(Collected data entries)
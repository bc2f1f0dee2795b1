//! Defaulting and validation rules for wimount resources
//!
//! Works on the raw admitted object so that defaulting can tell an absent
//! field from one filled in by serde defaults.

use json_patch::{AddOperation, PatchOperation};
use jsonptr::PointerBuf;
use kube::api::DynamicObject;
use serde::de::DeserializeOwned;
use serde_json::Value;

use crate::crd::{ProviderSpec, WorkloadIdentitySpec, DEFAULT_LOCATION};
use crate::Error;

fn is_unset(value: Option<&Value>) -> bool {
    match value {
        None | Some(Value::Null) => true,
        Some(Value::String(s)) => s.is_empty(),
        Some(_) => false,
    }
}

/// Patch filling `spec.provider.namespace` with the object's namespace
pub fn workload_identity_defaults(obj: &DynamicObject, namespace: &str) -> Vec<PatchOperation> {
    let Some(provider) = obj.data.pointer("/spec/provider").and_then(Value::as_object) else {
        return Vec::new();
    };
    if !is_unset(provider.get("namespace")) || namespace.is_empty() {
        return Vec::new();
    }
    vec![PatchOperation::Add(AddOperation {
        path: PointerBuf::from_tokens(["spec", "provider", "namespace"]),
        value: Value::String(namespace.to_string()),
    })]
}

/// Patch filling `spec.location` with `global`
pub fn provider_defaults(obj: &DynamicObject) -> Vec<PatchOperation> {
    let Some(spec) = obj.data.get("spec").and_then(Value::as_object) else {
        return Vec::new();
    };
    if !is_unset(spec.get("location")) {
        return Vec::new();
    }
    vec![PatchOperation::Add(AddOperation {
        path: PointerBuf::from_tokens(["spec", "location"]),
        value: Value::String(DEFAULT_LOCATION.to_string()),
    })]
}

fn spec_of<T: DeserializeOwned>(obj: &DynamicObject, kind: &str) -> Result<T, Error> {
    let spec = obj
        .data
        .get("spec")
        .cloned()
        .ok_or_else(|| Error::validation(kind, "spec", "spec is required"))?;
    serde_json::from_value(spec).map_err(|e| Error::validation(kind, "spec", e.to_string()))
}

/// Reject WorkloadIdentities missing a required field
pub fn validate_workload_identity(obj: &DynamicObject) -> Result<(), Error> {
    spec_of::<WorkloadIdentitySpec>(obj, "WorkloadIdentity")?.validate()
}

/// Reject Providers missing a required field
pub fn validate_provider(obj: &DynamicObject) -> Result<(), Error> {
    spec_of::<ProviderSpec>(obj, "Provider")?.validate()
}

#[cfg(test)]
mod tests {
    use super::*;
    use kube::api::ApiResource;
    use kube::core::GroupVersionKind;
    use serde_json::json;

    fn dynamic(kind: &str, spec: Value) -> DynamicObject {
        let gvk = GroupVersionKind::gvk("wimount.dev", "v1alpha1", kind);
        let mut obj = DynamicObject::new("obj", &ApiResource::from_gvk(&gvk)).within("apps");
        obj.data = json!({ "spec": spec });
        obj
    }

    fn patched(obj: &DynamicObject, ops: Vec<PatchOperation>) -> Value {
        let mut doc = obj.data.clone();
        json_patch::patch(&mut doc, &ops).unwrap();
        doc
    }

    mod workload_identity {
        use super::*;

        fn spec(provider: Value) -> Value {
            json!({
                "deployment": "web",
                "targetServiceAccount": "sa@x",
                "provider": provider
            })
        }

        /// Story: an omitted provider namespace is filled at admission
        #[test]
        fn story_missing_namespace_is_defaulted() {
            let obj = dynamic("WorkloadIdentity", spec(json!({"name": "gcp"})));
            let ops = workload_identity_defaults(&obj, "apps");

            assert_eq!(ops.len(), 1);
            assert_eq!(patched(&obj, ops)["spec"]["provider"]["namespace"], "apps");
        }

        #[test]
        fn empty_namespace_is_defaulted() {
            let obj = dynamic(
                "WorkloadIdentity",
                spec(json!({"name": "gcp", "namespace": ""})),
            );
            let ops = workload_identity_defaults(&obj, "apps");
            assert_eq!(patched(&obj, ops)["spec"]["provider"]["namespace"], "apps");
        }

        #[test]
        fn explicit_namespace_is_kept() {
            let obj = dynamic(
                "WorkloadIdentity",
                spec(json!({"name": "gcp", "namespace": "shared"})),
            );
            assert!(workload_identity_defaults(&obj, "apps").is_empty());
        }

        #[test]
        fn missing_provider_is_left_to_validation() {
            let obj = dynamic("WorkloadIdentity", json!({"deployment": "web"}));
            assert!(workload_identity_defaults(&obj, "apps").is_empty());
        }

        #[test]
        fn validation_names_offending_field() {
            let obj = dynamic(
                "WorkloadIdentity",
                json!({"deployment": "web", "targetServiceAccount": "", "provider": {"name": "gcp"}}),
            );
            let err = validate_workload_identity(&obj).unwrap_err();
            assert!(err.to_string().contains("spec.targetServiceAccount"));
        }

        #[test]
        fn missing_required_field_fails_to_parse() {
            let obj = dynamic("WorkloadIdentity", json!({"deployment": "web"}));
            assert!(matches!(
                validate_workload_identity(&obj),
                Err(Error::Validation { .. })
            ));
        }

        #[test]
        fn complete_identity_is_valid() {
            let obj = dynamic("WorkloadIdentity", spec(json!({"name": "gcp"})));
            assert!(validate_workload_identity(&obj).is_ok());
        }
    }

    mod provider {
        use super::*;

        fn spec() -> Value {
            json!({
                "target": "gcp",
                "poolID": "pool-1",
                "providerID": "prov-1",
                "project": {"name": "my-project", "number": "12345"}
            })
        }

        #[test]
        fn missing_location_defaults_to_global() {
            let obj = dynamic("Provider", spec());
            let ops = provider_defaults(&obj);
            assert_eq!(patched(&obj, ops)["spec"]["location"], "global");
        }

        #[test]
        fn explicit_location_is_kept() {
            let mut s = spec();
            s["location"] = json!("europe-west1");
            assert!(provider_defaults(&dynamic("Provider", s)).is_empty());
        }

        #[test]
        fn empty_project_number_is_rejected() {
            let mut s = spec();
            s["project"]["number"] = json!("");
            let err = validate_provider(&dynamic("Provider", s)).unwrap_err();
            assert!(err.to_string().contains("spec.project.number"));
        }

        #[test]
        fn complete_provider_is_valid() {
            assert!(validate_provider(&dynamic("Provider", spec())).is_ok());
        }
    }
}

▸ **Exercise objective**:
The response should consist of all the entries, reproduced word for word.

▸ **Reply to the task**:
repository bc2f1f0dee2795b1
//! Defaulting and validation rules for wimount resources
//!
//! Works on the raw admitted object so that defaulting can tell an absent
//! field from one filled in by serde defaults.

use json_patch::{AddOperation, PatchOperation};
use jsonptr::PointerBuf;
use kube::api::DynamicObject;
use serde::de::DeserializeOwned;
use serde_json::Value;

use crate::crd::{ProviderSpec, WorkloadIdentitySpec, DEFAULT_LOCATION};
use crate::Error;

fn is_unset(value: Option<&Value>) -> bool {
    match value {
        None | Some(Value::Null) => true,
        Some(Value::String(s)) => s.is_empty(),
        Some(_) => false,
    }
}

/// Patch filling `spec.provider.namespace` with the object's namespace
pub fn workload_identity_defaults(obj: &DynamicObject, namespace: &str) -> Vec<PatchOperation> {
    let Some(provider) = obj.data.pointer("/spec/provider").and_then(Value::as_object) else {
        return Vec::new();
    };
    if !is_unset(provider.get("namespace")) || namespace.is_empty() {
        return Vec::new();
    }
    vec![PatchOperation::Add(AddOperation {
        path: PointerBuf::from_tokens(["spec", "provider", "namespace"]),
        value: Value::String(namespace.to_string()),
    })]
}

/// Patch filling `spec.location` with `global`
pub fn provider_defaults(obj: &DynamicObject) -> Vec<PatchOperation> {
    let Some(spec) = obj.data.get("spec").and_then(Value::as_object) else {
        return Vec::new();
    };
    if !is_unset(spec.get("location")) {
        return Vec::new();
    }
    vec![PatchOperation::Add(AddOperation {
        path: PointerBuf::from_tokens(["spec", "location"]),
        value: Value::String(DEFAULT_LOCATION.to_string()),
    })]
}

fn spec_of<T: DeserializeOwned>(obj: &DynamicObject, kind: &str) -> Result<T, Error> {
    let spec = obj
        .data
        .get("spec")
        .cloned()
        .ok_or_else(|| Error::validation(kind, "spec", "spec is required"))?;
    serde_json::from_value(spec).map_err(|e| Error::validation(kind, "spec", e.to_string()))
}

/// Reject WorkloadIdentities missing a required field
pub fn validate_workload_identity(obj: &DynamicObject) -> Result<(), Error> {
    spec_of::<WorkloadIdentitySpec>(obj, "WorkloadIdentity")?.validate()
}

/// Reject Providers missing a required field
pub fn validate_provider(obj: &DynamicObject) -> Result<(), Error> {
    spec_of::<ProviderSpec>(obj, "Provider")?.validate()
}

#[cfg(test)]
mod tests {
    use super::*;
    use kube::api::ApiResource;
    use kube::core::GroupVersionKind;
    use serde_json::json;

    fn dynamic(kind: &str, spec: Value) -> DynamicObject {
        let gvk = GroupVersionKind::gvk("wimount.dev", "v1alpha1", kind);
        let mut obj = DynamicObject::new("obj", &ApiResource::from_gvk(&gvk)).within("apps");
        obj.data = json!({ "spec": spec });
        obj
    }

    fn patched(obj: &DynamicObject, ops: Vec<PatchOperation>) -> Value {
        let mut doc = obj.data.clone();
        json_patch::patch(&mut doc, &ops).unwrap();
        doc
    }

    mod workload_identity {
        use super::*;

        fn spec(provider: Value) -> Value {
            json!({
                "deployment": "web",
                "targetServiceAccount": "sa@x",
                "provider": provider
            })
        }

        /// Story: an omitted provider namespace is filled at admission
        #[test]
        fn story_missing_namespace_is_defaulted() {
            let obj = dynamic("WorkloadIdentity", spec(json!({"name": "gcp"})));
            let ops = workload_identity_defaults(&obj, "apps");

            assert_eq!(ops.len(), 1);
            assert_eq!(patched(&obj, ops)["spec"]["provider"]["namespace"], "apps");
        }

        #[test]
        fn empty_namespace_is_defaulted() {
            let obj = dynamic(
                "WorkloadIdentity",
                spec(json!({"name": "gcp", "namespace": ""})),
            );
            let ops = workload_identity_defaults(&obj, "apps");
            assert_eq!(patched(&obj, ops)["spec"]["provider"]["namespace"], "apps");
        }

        #[test]
        fn explicit_namespace_is_kept() {
            let obj = dynamic(
                "WorkloadIdentity",
                spec(json!({"name": "gcp", "namespace": "shared"})),
            );
            assert!(workload_identity_defaults(&obj, "apps").is_empty());
        }

        #[test]
        fn missing_provider_is_left_to_validation() {
            let obj = dynamic("WorkloadIdentity", json!({"deployment": "web"}));
            assert!(workload_identity_defaults(&obj, "apps").is_empty());
        }

        #[test]
        fn validation_names_offending_field() {
            let obj = dynamic(
                "WorkloadIdentity",
                json!({"deployment": "web", "targetServiceAccount": "", "provider": {"name": "gcp"}}),
            );
            let err = validate_workload_identity(&obj).unwrap_err();
            assert!(err.to_string().contains("spec.targetServiceAccount"));
        }

        #[test]
        fn missing_required_field_fails_to_parse() {
            let obj = dynamic("WorkloadIdentity", json!({"deployment": "web"}));
            assert!(matches!(
                validate_workload_identity(&obj),
                Err(Error::Validation { .. })
            ));
        }

        #[test]
        fn complete_identity_is_valid() {
            let obj = dynamic("WorkloadIdentity", spec(json!({"name": "gcp"})));
            assert!(validate_workload_identity(&obj).is_ok());
        }
    }

    mod provider {
        use super::*;

        fn spec() -> Value {
            json!({
                "target": "gcp",
                "poolID": "pool-1",
                "providerID": "prov-1",
                "project": {"name": "my-project", "number": "12345"}
            })
        }

        #[test]
        fn missing_location_defaults_to_global() {
            let obj = dynamic("Provider", spec());
            let ops = provider_defaults(&obj);
            assert_eq!(patched(&obj, ops)["spec"]["location"], "global");
        }

        #[test]
        fn explicit_location_is_kept() {
            let mut s = spec();
            s["location"] = json!("europe-west1");
            assert!(provider_defaults(&dynamic("Provider", s)).is_empty());
        }

        #[test]
        fn empty_project_number_is_rejected() {
            let mut s = spec();
            s["project"]["number"] = json!("");
            let err = validate_provider(&dynamic("Provider", s)).unwrap_err();
            assert!(err.to_string().contains("spec.project.number"));
        }

        #[test]
        fn complete_provider_is_valid() {
            assert!(validate_provider(&dynamic("Provider", spec())).is_ok());
        }
    }
}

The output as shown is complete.